If you didn’t already know, per user MFA can cause issues when connecting to Entra-Joined Azure virtual machines. Specifically, AVD and Windows 365 instances. When this happens, you will get an error when signing in like this:
That error is almost always pointing to one of two things:
- Your Conditional Access MFA policy does not have the Azure Windows VM Sign-in app excluded
- Per-User MFA is still enabled or enforced on that user
I had an interesting situation where we were piloting an Entra-Joined AVD pool for an organization. Although most users could sign in without issues, some received the above error. After confirming that the Azure Windows VM Sign-in app was excluded from the Conditional Access MFA policy, I turned to the per-user MFA settings. This organization uses conditional access, so as expected, I did not see any of these affected users with per-user MFA enabled or enforced in the dashboard:
After more troubleshooting, signs still pointed to per-user MFA or the Azure Windows VM Sign-in app. I thought maybe the filtering was broken in the per-user MFA section, so I searched specifically for an affected user and received no results.
I knew this user existed, so I cleared all filters and browsed through the list of all users to realize that the user was not even listed in the per-user MFA dashboard. This seemed strange because I had no confirmation that per-user MFA was disabled for this user. I checked a few other users and found that the per-user MFA list of users was incomplete.

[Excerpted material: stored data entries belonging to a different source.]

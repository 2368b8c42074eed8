use super::Compressor;
use crate::error::Result;
use std::io::{Read, Write};
use xz2::read::XzDecoder;
use xz2::write::XzEncoder;

const PRESET: u32 = 6;

pub struct XzCompressor;

impl Compressor for XzCompressor {
    fn compress(&self, src: &mut dyn Read, dst: &mut dyn Write) -> Result<u64> {
        let mut enc = XzEncoder::new(dst, PRESET);
        let n = std::io::copy(src, &mut enc)?;
        enc.finish()?;
        Ok(n)
    }

    fn decoder<'a>(&self, src: Box<dyn Read + 'a>) -> Box<dyn Read + 'a> {
        Box::new(XzDecoder::new_multi_decoder(src))
    }
}
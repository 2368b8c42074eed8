//! Recursive discovery of records under a directory tree.
//!
//! Containers are handled with an explicit stack of frames. A frame walks one
//! directory (the root, or a container's scratch extraction) and owns the
//! scratch directories of its container, so they are removed when the frame
//! is dropped whether or not processing succeeded.

use std::fs;
use std::path::{Path, PathBuf};

use tempfile::TempDir;
use tracing::{debug, error, info, warn};
use walkdir::WalkDir;

use super::container::{extract, repack};
use super::classify::{ArchiveKind, FileKind, classify};
use crate::codec::{CodecId, decompress_bytes};
use crate::dicom::read::{ReadOptions, read_file_bytes};
use crate::dicom::record::DicomFile;
use crate::error::{DeidError, Result};
use crate::output::{EngineState, container_target, record_name, write_record};
use crate::sink::{ArchiveRecord, ArchiveSink};

#[derive(Clone, Debug, Default)]
pub struct DiscoverOptions {
    /// Mirror outputs under this root; `None` writes in place.
    pub output_root: Option<PathBuf>,
    /// Give saved records synthetic names. Requires `output_root`.
    pub rename: bool,
    /// Inserted into synthetic record names and re-packed container names.
    pub extension: String,
    /// Fully parse and write back every record.
    pub save: bool,
}

#[derive(Clone, Copy, Debug, Default, PartialEq, Eq)]
pub struct DiscoverSummary {
    pub records: usize,
    pub containers: usize,
    pub unrecognized: usize,
    pub failed: usize,
}

struct ContainerJob {
    ident: String,
    kind: ArchiveKind,
    dest: PathBuf,
    _scratch: TempDir,
    /// Present when saving; re-packed into `dest` once the frame is done.
    scratch_out: Option<TempDir>,
}

struct Frame {
    root: PathBuf,
    output_root: Option<PathBuf>,
    /// Identifier prefix of members, `<container ident>/` inside containers.
    prefix: String,
    pending: std::vec::IntoIter<PathBuf>,
    job: Option<ContainerJob>,
}

/// A discovered file and where its output goes.
struct Target<'a> {
    path: &'a Path,
    rel: &'a Path,
    ident: &'a str,
    prefix: &'a str,
    output_root: Option<&'a Path>,
}

/// Find every record under `root`, including inside zip and tar containers,
/// and pass it to `per_record` with its relative identifier.
///
/// Per-file failures are logged and counted; they never abort the run.
pub fn discover<F>(
    root: &Path,
    opts: &DiscoverOptions,
    state: &mut EngineState,
    sink: &mut dyn ArchiveSink,
    mut per_record: F,
) -> Result<DiscoverSummary>
where
    F: FnMut(&mut DicomFile, &str) -> Result<()>,
{
    if opts.rename && opts.output_root.is_none() {
        return Err(DeidError::command_failed(
            "discover",
            "Output folder not specified",
            &[
                "Files can only be renamed if they are being saved in a different location.",
                "Please provide an output folder!",
            ],
        ));
    }

    let mut summary = DiscoverSummary::default();
    let mut stack = vec![Frame {
        root: root.to_path_buf(),
        output_root: opts.output_root.clone(),
        prefix: String::new(),
        pending: list_files(root).into_iter(),
        job: None,
    }];

    while let Some(frame) = stack.last_mut() {
        let Some(path) = frame.pending.next() else {
            if let Some(done) = stack.pop() {
                finish(done, &mut summary);
            }
            continue;
        };
        let rel = path.strip_prefix(&frame.root).unwrap_or(&path).to_path_buf();
        let ident = format!("{}{}", frame.prefix, slash_path(&rel));
        let prefix = frame.prefix.clone();
        let output_root = frame.output_root.clone();
        // Members a container run cannot process still belong in the re-packed container.
        let verbatim = frame
            .job
            .as_ref()
            .and_then(|job| job.scratch_out.as_ref())
            .map(|out| out.path().join(&rel));
        let target = Target {
            path: &path,
            rel: &rel,
            ident: &ident,
            prefix: &prefix,
            output_root: output_root.as_deref(),
        };

        match classify(&path) {
            Ok(FileKind::Record { codec }) => {
                match process_record(&target, codec, opts, state, sink, &mut per_record) {
                    Ok(()) => summary.records += 1,
                    Err(e) => {
                        error!(record = %ident, error = %e, "failed to process record");
                        summary.failed += 1;
                        keep_verbatim(&path, verbatim.as_deref(), &ident);
                    }
                }
            }
            Ok(FileKind::Archive(kind)) => match open_container(&target, kind, opts) {
                Ok(child) => {
                    info!(container = %ident, ?kind, "extracted container");
                    summary.containers += 1;
                    stack.push(child);
                }
                Err(e) => {
                    error!(container = %ident, error = %e, "failed to extract container");
                    summary.failed += 1;
                    keep_verbatim(&path, verbatim.as_deref(), &ident);
                }
            },
            Ok(FileKind::Unrecognized) => {
                warn!(file = %ident, "not an imaging record or container, skipping");
                summary.unrecognized += 1;
                keep_verbatim(&path, verbatim.as_deref(), &ident);
            }
            Err(e) => {
                error!(file = %ident, error = %e, "could not inspect file");
                summary.failed += 1;
                keep_verbatim(&path, verbatim.as_deref(), &ident);
            }
        }
    }

    info!(
        records = summary.records,
        containers = summary.containers,
        unrecognized = summary.unrecognized,
        failed = summary.failed,
        "discovery finished"
    );
    Ok(summary)
}

fn process_record<F>(
    t: &Target<'_>,
    codec: CodecId,
    opts: &DiscoverOptions,
    state: &mut EngineState,
    sink: &mut dyn ArchiveSink,
    per_record: &mut F,
) -> Result<()>
where
    F: FnMut(&mut DicomFile, &str) -> Result<()>,
{
    let raw = fs::read(t.path)?;
    let bytes = match codec {
        CodecId::Store => raw,
        other => decompress_bytes(other, &raw)?,
    };
    let read_opts = if opts.save {
        ReadOptions::full()
    } else {
        ReadOptions::header_only()
    };
    let mut file = read_file_bytes(&bytes, read_opts)?;
    info!(record = %t.ident, "processing record");
    per_record(&mut file, t.ident)?;

    if !opts.save {
        return Ok(());
    }
    match t.output_root {
        None => write_record(&file, codec, t.path)?,
        Some(out) if opts.rename => {
            let name = record_name(&file.dataset, state, &opts.extension, codec);
            let new_rel = t.rel.parent().unwrap_or_else(|| Path::new("")).join(name);
            write_record(&file, codec, &out.join(&new_rel))?;
            let renamed = format!("{}{}", t.prefix, slash_path(&new_rel));
            sink.append(&ArchiveRecord::rename(t.ident, &renamed))?;
            debug!(record = %t.ident, renamed = %renamed, "saved renamed record");
        }
        Some(out) => write_record(&file, codec, &out.join(t.rel))?,
    }
    Ok(())
}

fn open_container(t: &Target<'_>, kind: ArchiveKind, opts: &DiscoverOptions) -> Result<Frame> {
    let scratch = tempfile::Builder::new().prefix("dcmdeid-in-").tempdir()?;
    extract(t.path, kind, scratch.path())?;
    let scratch_out = if opts.save {
        Some(tempfile::Builder::new().prefix("dcmdeid-out-").tempdir()?)
    } else {
        None
    };
    let dest = match t.output_root {
        None => t.path.to_path_buf(),
        Some(out) => out.join(container_target(t.rel, &opts.extension)),
    };
    Ok(Frame {
        root: scratch.path().to_path_buf(),
        output_root: scratch_out.as_ref().map(|d| d.path().to_path_buf()),
        prefix: format!("{}/", t.ident),
        pending: list_files(scratch.path()).into_iter(),
        job: Some(ContainerJob {
            ident: t.ident.to_string(),
            kind,
            dest,
            _scratch: scratch,
            scratch_out,
        }),
    })
}

/// Re-pack a finished container frame; scratch directories go with `frame`.
fn finish(frame: Frame, summary: &mut DiscoverSummary) {
    let Some(job) = frame.job else {
        return;
    };
    if let Some(out) = &job.scratch_out {
        match repack(out.path(), job.kind, &job.dest) {
            Ok(()) => info!(container = %job.ident, dest = %job.dest.display(), "saved container"),
            Err(e) => {
                error!(container = %job.ident, error = %e, "failed to re-pack container");
                summary.failed += 1;
            }
        }
    }
}

/// Copy an unprocessed container member unchanged into the container's output.
fn keep_verbatim(path: &Path, dest: Option<&Path>, ident: &str) {
    let Some(dest) = dest else {
        return;
    };
    let copied = match dest.parent() {
        Some(parent) => fs::create_dir_all(parent).and_then(|()| fs::copy(path, dest)),
        None => fs::copy(path, dest),
    };
    match copied {
        Ok(_) => debug!(file = %ident, "kept member unchanged"),
        Err(e) => error!(file = %ident, error = %e, "could not keep member"),
    }
}

/// Regular files under `root` in sorted order. Symlinks are not followed.
fn list_files(root: &Path) -> Vec<PathBuf> {
    WalkDir::new(root)
        .sort_by_file_name()
        .into_iter()
        .filter_map(|entry| match entry {
            Ok(entry) => Some(entry),
            Err(e) => {
                warn!(error = %e, "cannot read directory entry");
                None
            }
        })
        .filter(|entry| entry.file_type().is_file())
        .map(|entry| entry.into_path())
        .collect()
}

fn slash_path(rel: &Path) -> String {
    rel.components()
        .map(|c| c.as_os_str().to_string_lossy())
        .collect::<Vec<_>>()
        .join("/")
}
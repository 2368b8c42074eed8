//! Rule file parsing.
//!
//! ```text
//! # comment
//! 0x80005  > delete
//! 0x80012/0x100010 > archive, replace:ANON
//! ```

use std::collections::{BTreeMap, HashMap};
use std::fs;
use std::path::Path;

use tracing::{debug, warn};

use crate::error::{DeidError, Result};
use crate::tag::FieldAddress;

/// Field action; the derived order is the execution order.
#[derive(Clone, Copy, Debug, PartialEq, Eq, PartialOrd, Ord, Hash)]
pub enum Action {
    Archive,
    Replace,
    Delete,
}

impl Action {
    pub fn as_str(self) -> &'static str {
        match self {
            Action::Archive => "archive",
            Action::Replace => "replace",
            Action::Delete => "delete",
        }
    }
}

#[derive(Clone, Debug, PartialEq, Eq)]
pub struct Rule {
    /// Address as first written in the rule file; used verbatim in archive
    /// rows and as the [`ReplaceMap`] key.
    pub key: String,
    pub address: FieldAddress,
    /// Sorted, without duplicates.
    pub actions: Vec<Action>,
}

/// Rules in first-seen order of their addresses.
///
/// Spellings of the same address (`0x100010`, `0x00100010`) share one rule.
#[derive(Clone, Debug, Default)]
pub struct RuleTable {
    rules: Vec<Rule>,
    /// Canonical address string to rule position.
    index: HashMap<String, usize>,
}

impl RuleTable {
    /// Look up a rule by any spelling of its address.
    pub fn get(&self, key: &str) -> Option<&Rule> {
        let address: FieldAddress = key.parse().ok()?;
        self.index
            .get(&address.to_string())
            .map(|&i| &self.rules[i])
    }

    pub fn iter(&self) -> std::slice::Iter<'_, Rule> {
        self.rules.iter()
    }

    pub fn len(&self) -> usize {
        self.rules.len()
    }

    pub fn is_empty(&self) -> bool {
        self.rules.is_empty()
    }

    fn entry(&mut self, key: &str, address: FieldAddress) -> (&mut Rule, bool) {
        let canonical = address.to_string();
        match self.index.get(&canonical) {
            Some(&i) => (&mut self.rules[i], true),
            None => {
                self.index.insert(canonical, self.rules.len());
                self.rules.push(Rule {
                    key: key.to_string(),
                    address,
                    actions: Vec::new(),
                });
                let last = self.rules.len() - 1;
                (&mut self.rules[last], false)
            }
        }
    }
}

/// Replacement literal per [`Rule::key`].
pub type ReplaceMap = BTreeMap<String, String>;

pub fn parse_rules(text: &str) -> Result<(RuleTable, ReplaceMap)> {
    let mut table = RuleTable::default();
    let mut replacements = ReplaceMap::new();

    for (idx, raw) in text.lines().enumerate() {
        let line_no = idx + 1;
        let line = raw.trim();
        if line.is_empty() || line.starts_with('#') {
            continue;
        }
        let Some((key, actions)) = line.split_once('>') else {
            continue;
        };
        let key = key.trim();
        let address: FieldAddress = key.parse()?;

        let (rule, seen) = table.entry(key, address);
        if seen {
            warn!(key, line = line_no, "actions for address specified more than once");
            if rule.key != key {
                warn!(key, first = %rule.key, line = line_no, "address spelled differently, merged");
            }
        }

        for token in actions.split(',').map(str::trim).filter(|t| !t.is_empty()) {
            let (name, value) = match token.split_once(':') {
                Some((name, value)) => (name.trim(), Some(value.trim())),
                None => (token, None),
            };
            let action = match (name, value) {
                ("archive", None) => Action::Archive,
                ("delete", None) => Action::Delete,
                ("replace", Some(value)) => {
                    replacements.insert(rule.key.clone(), value.to_string());
                    Action::Replace
                }
                ("replace", None) => {
                    warn!(key, line = line_no, "no replacement specified, skipping replacement");
                    continue;
                }
                _ => {
                    return Err(DeidError::InvalidAction {
                        action: token.to_string(),
                        line: line_no,
                    });
                }
            };
            rule.actions.push(action);
        }
        rule.actions.sort();
        rule.actions.dedup();
    }

    debug!(rules = table.len(), "parsed rule table");
    Ok((table, replacements))
}

pub fn parse_rules_file(path: &Path) -> Result<(RuleTable, ReplaceMap)> {
    let text = fs::read_to_string(path)?;
    parse_rules(&text)
}

#[cfg(test)]
mod tests {
    use super::*;

    fn actions(table: &RuleTable, key: &str) -> Vec<Action> {
        table.get(key).unwrap().actions.clone()
    }

    #[test]
    fn comments_blank_lines_and_lines_without_separator_are_ignored() {
        let text = "\n# 0x80005 > delete\n0x100010 delete\n   \n0x100020 > delete\n";
        let (table, _) = parse_rules(text).unwrap();
        assert_eq!(table.len(), 1);
        assert_eq!(actions(&table, "0x100020"), vec![Action::Delete]);
    }

    #[test]
    fn actions_are_normalized_to_execution_order() {
        let (table, map) = parse_rules("0xAAAA > replace:X, archive, delete").unwrap();
        assert_eq!(
            actions(&table, "0xAAAA"),
            vec![Action::Archive, Action::Replace, Action::Delete]
        );
        assert_eq!(map["0xAAAA"], "X");
    }

    #[test]
    fn replacement_value_keeps_later_colons() {
        let (_, map) = parse_rules("0x80030 > replace: 12:30:00").unwrap();
        assert_eq!(map["0x80030"], "12:30:00");
    }

    #[test]
    fn replace_without_value_is_dropped() {
        let (table, map) = parse_rules("0x100010 > replace, archive").unwrap();
        assert_eq!(actions(&table, "0x100010"), vec![Action::Archive]);
        assert!(map.is_empty());
    }

    #[test]
    fn unknown_action_reports_line() {
        let err = parse_rules("0x10 > delete\n\n0x20 > scramble").unwrap_err();
        match err {
            DeidError::InvalidAction { action, line } => {
                assert_eq!(action, "scramble");
                assert_eq!(line, 3);
            }
            other => panic!("unexpected {other}"),
        }
        assert!(parse_rules("0x10 > archive:x").is_err());
    }

    #[test]
    fn duplicate_keys_accumulate_and_last_value_wins() {
        let text = "0x100010 > replace:A\n0x100020 > delete\n0x100010 > archive, replace:B";
        let (table, map) = parse_rules(text).unwrap();
        assert_eq!(table.len(), 2);
        assert_eq!(
            actions(&table, "0x100010"),
            vec![Action::Archive, Action::Replace]
        );
        assert_eq!(map["0x100010"], "B");
        let keys: Vec<_> = table.iter().map(|r| r.key.as_str()).collect();
        assert_eq!(keys, vec!["0x100010", "0x100020"]);
    }

    #[test]
    fn malformed_address_is_a_config_error() {
        assert!(matches!(
            parse_rules("0xNOPE > delete"),
            Err(DeidError::MalformedTag(_))
        ));
    }

    #[test]
    fn zero_padded_spellings_share_one_rule() {
        let (table, map) = parse_rules("0x100010 > archive\n0x00100010 > replace:Anon").unwrap();
        assert_eq!(table.len(), 1);
        let rule = table.get("0x00100010").unwrap();
        assert_eq!(rule.key, "0x100010");
        assert_eq!(rule.actions, vec![Action::Archive, Action::Replace]);
        assert_eq!(map.get("0x100010").map(String::as_str), Some("Anon"));
        assert_eq!(map.len(), 1);
    }
}
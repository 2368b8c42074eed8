//! Whole-file compression layers around records and tar containers.

use crate::error::Result;
use std::fmt;
use std::io::{Read, Write};

#[derive(Copy, Clone, Debug, PartialEq, Eq, Hash)]
pub enum CodecId {
    Store,
    Gzip,
    Xz,
    Bzip2,
}

impl CodecId {
    /// Detect a compression layer from leading magic bytes.
    pub fn sniff(head: &[u8]) -> Self {
        if head.starts_with(&[0x1f, 0x8b]) {
            CodecId::Gzip
        } else if head.starts_with(&[0xfd, b'7', b'z', b'X', b'Z', 0x00]) {
            CodecId::Xz
        } else if head.len() >= 4 && head.starts_with(b"BZh") && (b'1'..=b'9').contains(&head[3]) {
            CodecId::Bzip2
        } else {
            CodecId::Store
        }
    }

    /// `None` for uncompressed data.
    pub fn compressor(self) -> Option<&'static dyn Compressor> {
        match self {
            CodecId::Store => None,
            CodecId::Gzip => Some(&gzip::GzipCompressor),
            CodecId::Xz => Some(&xz::XzCompressor),
            CodecId::Bzip2 => Some(&bz2::Bzip2Compressor),
        }
    }

    /// Wrap `src` so reads yield decompressed bytes.
    pub fn reader<'a>(self, src: Box<dyn Read + 'a>) -> Box<dyn Read + 'a> {
        match self.compressor() {
            Some(c) => c.decoder(src),
            None => src,
        }
    }

    /// File suffix appended to a compressed record.
    pub fn suffix(self) -> &'static str {
        match self {
            CodecId::Store => "",
            CodecId::Gzip => ".gz",
            CodecId::Xz => ".xz",
            CodecId::Bzip2 => ".bz2",
        }
    }
}

impl fmt::Display for CodecId {
    fn fmt(&self, f: &mut fmt::Formatter<'_>) -> fmt::Result {
        f.write_str(match self {
            CodecId::Store => "store",
            CodecId::Gzip => "gzip",
            CodecId::Xz => "xz",
            CodecId::Bzip2 => "bzip2",
        })
    }
}

pub trait Compressor: Send + Sync {
    fn compress(&self, src: &mut dyn Read, dst: &mut dyn Write) -> Result<u64>;
    fn decoder<'a>(&self, src: Box<dyn Read + 'a>) -> Box<dyn Read + 'a>;
}

pub fn compress_bytes(codec: CodecId, data: &[u8]) -> Result<Vec<u8>> {
    let Some(c) = codec.compressor() else {
        return Ok(data.to_vec());
    };
    let mut out = Vec::new();
    c.compress(&mut &data[..], &mut out)?;
    Ok(out)
}

pub fn decompress_bytes(codec: CodecId, data: &[u8]) -> Result<Vec<u8>> {
    let mut out = Vec::new();
    codec.reader(Box::new(data)).read_to_end(&mut out)?;
    Ok(out)
}

/// Decompress at most `limit` bytes; enough to sniff what a compressed file holds.
pub fn decompress_head<'a, R: Read + 'a>(codec: CodecId, src: R, limit: u64) -> Result<Vec<u8>> {
    let mut out = Vec::new();
    codec
        .reader(Box::new(src))
        .take(limit)
        .read_to_end(&mut out)?;
    Ok(out)
}

pub mod bz2;
pub mod gzip;
pub mod xz;
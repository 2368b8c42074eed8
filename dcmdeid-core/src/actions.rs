//! Action engine: applies a rule table to one record.

use tracing::{debug, trace};

use crate::dicom::dict;
use crate::dicom::record::{DicomFile, Record, Value};
use crate::error::Result;
use crate::rules::{Action, ReplaceMap, Rule, RuleTable};
use crate::sink::{ArchiveRecord, ArchiveSink};
use crate::tag::Tag;

/// Counts of field instances touched by [`apply`].
#[derive(Clone, Copy, Debug, Default, PartialEq, Eq)]
pub struct ApplyReport {
    pub archived: usize,
    pub replaced: usize,
    pub deleted: usize,
}

/// Apply every rule to `file`, in rule-table order, each rule's actions in
/// archive, replace, delete order.
///
/// Addresses that do not resolve are skipped. An error means the record was
/// left in an unspecified state and must not be saved.
pub fn apply(
    file: &mut DicomFile,
    rules: &RuleTable,
    replacements: &ReplaceMap,
    source: &str,
    sink: &mut dyn ArchiveSink,
) -> Result<ApplyReport> {
    let mut report = ApplyReport::default();
    for rule in rules.iter() {
        for action in &rule.actions {
            apply_action(file, rule, *action, replacements, source, sink, &mut report)?;
        }
    }
    debug!(
        source,
        archived = report.archived,
        replaced = report.replaced,
        deleted = report.deleted,
        "applied rules"
    );
    Ok(report)
}

fn apply_action(
    file: &mut DicomFile,
    rule: &Rule,
    action: Action,
    replacements: &ReplaceMap,
    source: &str,
    sink: &mut dyn ArchiveSink,
    report: &mut ApplyReport,
) -> Result<()> {
    let Some((parents, leaf)) = rule.address.split_last() else {
        return Ok(());
    };
    if dict::is_pixel_data(leaf) {
        return Ok(());
    }
    let root = if rule.address.is_file_meta() {
        &mut file.meta
    } else {
        &mut file.dataset
    };
    let containers = resolve_containers(root, parents);
    trace!(key = %rule.key, action = action.as_str(), containers = containers.len(), "resolved");

    match action {
        Action::Archive => {
            for container in containers {
                if let Some(element) = container.get(leaf) {
                    let value = element.value_text().into_archive_string();
                    sink.append(&ArchiveRecord::new(source, &rule.key, value))?;
                    report.archived += 1;
                }
            }
        }
        Action::Replace => {
            let Some(value) = replacements.get(&rule.key) else {
                return Ok(());
            };
            for container in containers {
                if let Some(element) = container.get_mut(leaf) {
                    element.set_text(value)?;
                    report.replaced += 1;
                }
            }
        }
        Action::Delete => {
            for container in containers {
                if container.remove(leaf).is_some() {
                    report.deleted += 1;
                }
            }
        }
    }
    Ok(())
}

/// Records that own the terminal field of an address.
///
/// Each intermediate tag fans out through every item of a sequence, or into a
/// nested record. A missing or scalar intermediate contributes nothing.
pub fn resolve_containers<'a>(root: &'a mut Record, parents: &[Tag]) -> Vec<&'a mut Record> {
    let mut targets = vec![root];
    for tag in parents {
        let mut next = Vec::new();
        for record in targets {
            let Some(element) = record.get_mut(*tag) else {
                continue;
            };
            match &mut element.value {
                Value::Sequence(seq) => next.extend(seq.items.iter_mut()),
                Value::Nested(inner) => next.push(inner),
                Value::Scalar(_) => {}
            }
        }
        targets = next;
    }
    targets
}
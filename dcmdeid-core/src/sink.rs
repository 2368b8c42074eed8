//! Archive sink: append-only log of original values.

use std::fs::OpenOptions;
use std::path::{Path, PathBuf};

use csv::WriterBuilder;
use serde::Serialize;

use crate::error::Result;

/// Field label used for rename rows.
pub const FILENAME_FIELD: &str = "filename";

/// One archive row: source identifier, field address, original value.
#[derive(Clone, Debug, PartialEq, Eq, Serialize)]
pub struct ArchiveRecord {
    pub source: String,
    pub field: String,
    pub value: String,
}

impl ArchiveRecord {
    pub fn new(source: &str, field: &str, value: String) -> Self {
        Self {
            source: source.to_string(),
            field: field.to_string(),
            value,
        }
    }

    pub fn rename(source: &str, new_relative: &str) -> Self {
        Self::new(source, FILENAME_FIELD, new_relative.to_string())
    }
}

pub trait ArchiveSink {
    fn append(&mut self, record: &ArchiveRecord) -> Result<()>;
}

/// In-memory sink.
impl ArchiveSink for Vec<ArchiveRecord> {
    fn append(&mut self, record: &ArchiveRecord) -> Result<()> {
        self.push(record.clone());
        Ok(())
    }
}

/// CSV file sink without a header row. The file is opened in append mode for
/// every row, so no handle is held between writes.
#[derive(Clone, Debug)]
pub struct CsvSink {
    path: PathBuf,
}

impl CsvSink {
    pub fn new(path: impl Into<PathBuf>) -> Self {
        Self { path: path.into() }
    }

    pub fn path(&self) -> &Path {
        &self.path
    }

    /// Create the file if missing without truncating it.
    pub fn touch(&self) -> Result<()> {
        OpenOptions::new()
            .create(true)
            .append(true)
            .open(&self.path)?;
        Ok(())
    }
}

impl ArchiveSink for CsvSink {
    fn append(&mut self, record: &ArchiveRecord) -> Result<()> {
        let file = OpenOptions::new()
            .create(true)
            .append(true)
            .open(&self.path)?;
        let mut writer = WriterBuilder::new().has_headers(false).from_writer(file);
        writer.serialize(record)?;
        writer.flush()?;
        Ok(())
    }
}

/// Sink that drops every row.
#[derive(Clone, Copy, Debug, Default)]
pub struct NullSink;

impl ArchiveSink for NullSink {
    fn append(&mut self, _record: &ArchiveRecord) -> Result<()> {
        Ok(())
    }
}

#[cfg(test)]
mod tests {
    use super::*;
    use tempfile::tempdir;

    #[test]
    fn csv_sink_appends_across_instances() {
        let dir = tempdir().unwrap();
        let path = dir.path().join("archive.csv");
        let mut first = CsvSink::new(&path);
        first
            .append(&ArchiveRecord::new("a.dcm", "0x100010", "Doe^Jane".into()))
            .unwrap();
        let mut second = CsvSink::new(&path);
        second
            .append(&ArchiveRecord::rename("a.dcm", "P1-1-1.2.3.dcm"))
            .unwrap();
        second
            .append(&ArchiveRecord::new("b.dcm", "0x81030", "Brain, w/o".into()))
            .unwrap();

        let text = std::fs::read_to_string(&path).unwrap();
        assert_eq!(
            text,
            "a.dcm,0x100010,Doe^Jane\na.dcm,filename,P1-1-1.2.3.dcm\nb.dcm,0x81030,\"Brain, w/o\"\n"
        );
    }

    #[test]
    fn touch_keeps_existing_rows() {
        let dir = tempdir().unwrap();
        let path = dir.path().join("archive.csv");
        std::fs::write(&path, "x,y,z\n").unwrap();
        CsvSink::new(&path).touch().unwrap();
        assert_eq!(std::fs::read_to_string(&path).unwrap(), "x,y,z\n");
    }
}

I turned to the MS Graph to see if I could find this information. Using the graph explorer is great for spot-checking a few users. The graph resource you can use to check a user’s per-user MFA status is – https://graph.microsoft.com/beta/users/<userID>/authentication/requirements
Lo and behold, searching for one of these affected users showed their per-user MFA status as enforced:
This is the culprit, but since this user doesn’t appear in the GUI, how can we disable their per-user MFA state? Before we get into that, if your organization uses Conditional Access, you should disable per-user MFA for all users and manage MFA with conditional access. A couple of years ago I made a post that walks you through that process – Move from per-user MFA to Conditional Access MFA in Azure AD – SMBtotheCloud.
However, if you want to do this using the graph explorer to test with one user, we can do it like this:
Change the graph request method to PATCH and then add the below syntax as the request body:
{
"perUserMfaState": "disabled"
}Then, click Run Query.
You’re all good if you see a green check mark with no errors in the response. You can then verify by changing the request method back to GET, and we can see the perUserMfaState set to disabled:
Again, I don’t recommend using Graph Explorer to do this for all users. You should use the script from the post above, which bulk disabled per-user MFA for all users, so your users use conditional access instead of per-user MFA. Now your users should be able to sign into their Entra Joined AVD/W365 devices without issues.